James Delingpole on extreme model deaths from virus: ‘I’m a climate sceptic and I’ve seen it all before’

https://www.breitbart.com/europe/2020/04/09/trust-the-experts-on-coronavirus-sure-which-experts/

Excerpt: I’m a climate sceptic and I’ve seen it all before.

The fact that computer models are unreliable — often based on the junkiest of junk data inputs; programmed with the shonkiest and most politically motivated algorithms, put together by people you wouldn’t trust to run a bath let alone dictate government policy — is the single most important thing you need to know about the entire global warming/climate change scam. This was the basis of the 2009 Climategate scandal: that the scientists were pushing a radical, disruptive, economically damaging agenda without any solid supporting evidence.

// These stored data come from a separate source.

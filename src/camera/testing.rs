//! Scripted capture and detection doubles for worker and registry tests.

use std::collections::{HashMap, HashSet};
use std::sync::atomic::{AtomicBool, AtomicUsize, Ordering};
use std::sync::{Arc, Mutex};
use std::thread;
use std::time::{Duration, Instant};

use opencv::core::{Mat, Scalar, CV_8UC3};

use super::{CameraWorker, CaptureError, FrameSource, WorkerSettings};
use crate::analytics::{DetectError, Detection, Detector};
use crate::config::CameraConfig;
use crate::notify::{queue, NotificationThrottler};

#[derive(Default)]
pub struct SourceMonitor {
    open_attempts: Mutex<Vec<Instant>>,
    open: AtomicBool,
    frames_read: AtomicUsize,
}

impl SourceMonitor {
    pub fn open_attempts(&self) -> Vec<Instant> {
        self.open_attempts.lock().unwrap().clone()
    }

    pub fn is_open(&self) -> bool {
        self.open.load(Ordering::SeqCst)
    }

    pub fn frames_read(&self) -> usize {
        self.frames_read.load(Ordering::SeqCst)
    }
}

/// Fails the first `failing_opens` opens, then serves frames until
/// `frame_limit` is reached. Once the limit is spent every read and every
/// later open fails.
pub struct ScriptedSource {
    monitor: Arc<SourceMonitor>,
    failing_opens: usize,
    frame_limit: Option<usize>,
    frame_delay: Duration,
}

impl ScriptedSource {
    pub fn new() -> (Self, Arc<SourceMonitor>) {
        let monitor = Arc::new(SourceMonitor::default());
        (
            Self {
                monitor: Arc::clone(&monitor),
                failing_opens: 0,
                frame_limit: None,
                frame_delay: Duration::ZERO,
            },
            monitor,
        )
    }

    pub fn failing_opens(mut self, count: usize) -> Self {
        self.failing_opens = count;
        self
    }

    pub fn frame_limit(mut self, limit: usize) -> Self {
        self.frame_limit = Some(limit);
        self
    }

    pub fn frame_delay(mut self, delay: Duration) -> Self {
        self.frame_delay = delay;
        self
    }

    fn exhausted(&self) -> bool {
        self.frame_limit
            .is_some_and(|limit| self.monitor.frames_read() >= limit)
    }
}

impl FrameSource for ScriptedSource {
    fn open(&mut self) -> Result<(), CaptureError> {
        let attempt = {
            let mut attempts = self.monitor.open_attempts.lock().unwrap();
            attempts.push(Instant::now());
            attempts.len()
        };

        if attempt <= self.failing_opens || self.exhausted() {
            return Err(CaptureError::OpenFailed("scripted://cam".into()));
        }
        self.monitor.open.store(true, Ordering::SeqCst);
        Ok(())
    }

    fn read(&mut self) -> Result<Mat, CaptureError> {
        if !self.is_open() {
            return Err(CaptureError::NotOpen);
        }
        if self.exhausted() {
            return Err(CaptureError::ReadFailed);
        }
        if !self.frame_delay.is_zero() {
            thread::sleep(self.frame_delay);
        }

        let frame = Mat::new_rows_cols_with_default(240, 320, CV_8UC3, Scalar::all(32.0))?;
        self.monitor.frames_read.fetch_add(1, Ordering::SeqCst);
        Ok(frame)
    }

    fn release(&mut self) {
        self.monitor.open.store(false, Ordering::SeqCst);
    }

    fn is_open(&self) -> bool {
        self.monitor.is_open()
    }
}

/// Returns scripted detections keyed by 1-based call number.
pub struct ScriptedDetector {
    calls: Arc<AtomicUsize>,
    hits: HashMap<usize, Vec<Detection>>,
    failures: HashSet<usize>,
    panic_on: Option<usize>,
}

impl ScriptedDetector {
    pub fn new() -> (Self, Arc<AtomicUsize>) {
        let calls = Arc::new(AtomicUsize::new(0));
        (
            Self {
                calls: Arc::clone(&calls),
                hits: HashMap::new(),
                failures: HashSet::new(),
                panic_on: None,
            },
            calls,
        )
    }

    pub fn detect_on(mut self, call: usize, detections: Vec<Detection>) -> Self {
        self.hits.insert(call, detections);
        self
    }

    pub fn fail_on(mut self, call: usize) -> Self {
        self.failures.insert(call);
        self
    }

    pub fn panic_on(mut self, call: usize) -> Self {
        self.panic_on = Some(call);
        self
    }
}

impl Detector for ScriptedDetector {
    fn detect(&mut self, _frame: &Mat) -> Result<Vec<Detection>, DetectError> {
        let call = self.calls.fetch_add(1, Ordering::SeqCst) + 1;
        if self.panic_on == Some(call) {
            panic!("scripted detector panic on call {call}");
        }
        if self.failures.contains(&call) {
            return Err(DetectError::Backend("scripted failure".into()));
        }
        Ok(self.hits.get(&call).cloned().unwrap_or_default())
    }
}

pub fn person(confidence: f32) -> Detection {
    Detection {
        class_name: "person".into(),
        class_id: 0,
        confidence,
        x: 20.0,
        y: 20.0,
        width: 40.0,
        height: 80.0,
    }
}

pub fn wait_for(timeout: Duration, condition: impl Fn() -> bool) -> bool {
    let deadline = Instant::now() + timeout;
    while Instant::now() < deadline {
        if condition() {
            return true;
        }
        thread::sleep(Duration::from_millis(10));
    }
    condition()
}

pub fn scripted_worker(id: &str, source: ScriptedSource) -> CameraWorker {
    let (tx, _rx) = queue();
    let (detector, _calls) = ScriptedDetector::new();
    CameraWorker::new(
        CameraConfig {
            id: id.into(),
            url: format!("scripted://{id}"),
            resize_width: None,
        },
        WorkerSettings {
            resize_width: 160,
            min_confidence: 0.5,
            watch_class: "person".into(),
            jpeg_quality: 80,
            reconnect_backoff: Duration::from_millis(200),
        },
        Box::new(source),
        Box::new(detector),
        NotificationThrottler::new(id.into(), Duration::from_secs(30), tx),
    )
}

Everyone on the climate sceptical side of the argument knows this: the models are deeply suspect; the people behind them third rate; the scientific establishment pushing them arrogant,  intellectually and morally corrupt, driven by politics, money and power not by honest science.

That’s why climate sceptics like myself have often been much quicker to understand what the rest of the world is only slowly starting to grasp: that our governments’ response to coronavirus has been a wild overreaction; that the cure is in danger of causing much, much more damage than the disease itself.

Typical of this problem is Dr Anthony Fauci, the medic largely informing President Trump’s lockdown policy.

Fauci often likes to say in the frequent interviews he gives that he wants to ‘overreact’ to the crisis.

For example, he told ‘Meet the Press’ last month:

“I think we should really be overly aggressive and get criticized for overreacting.”

This may sound forthright, proactive but hints at a toxic abuse of power and a misguided approach to policy.

If you’re ‘overly’ aggressive, that means you are being unnecessarily aggressive.

If you’re ‘overreacting’ then, by definition, you are making the wrong reaction.

The correct reaction — again, by definition — is one that is neither under, nor over, but just right.

So what is the correct policy response to the global coronavirus pandemic? The answer depends, of course, on which experts you ask. And therein lies the problem. If so many serious, respected, credentialed figures are coming up with such wildly different judgements and policy prescriptions we should all be very worried.

What if the experts our governments are relying on to give them policy advice are the wrong experts?

If what I’ve seen in my years observing the climate science establishment is anything to go by, I’d say the experts currently dictating your life and my life probably are the wrong experts.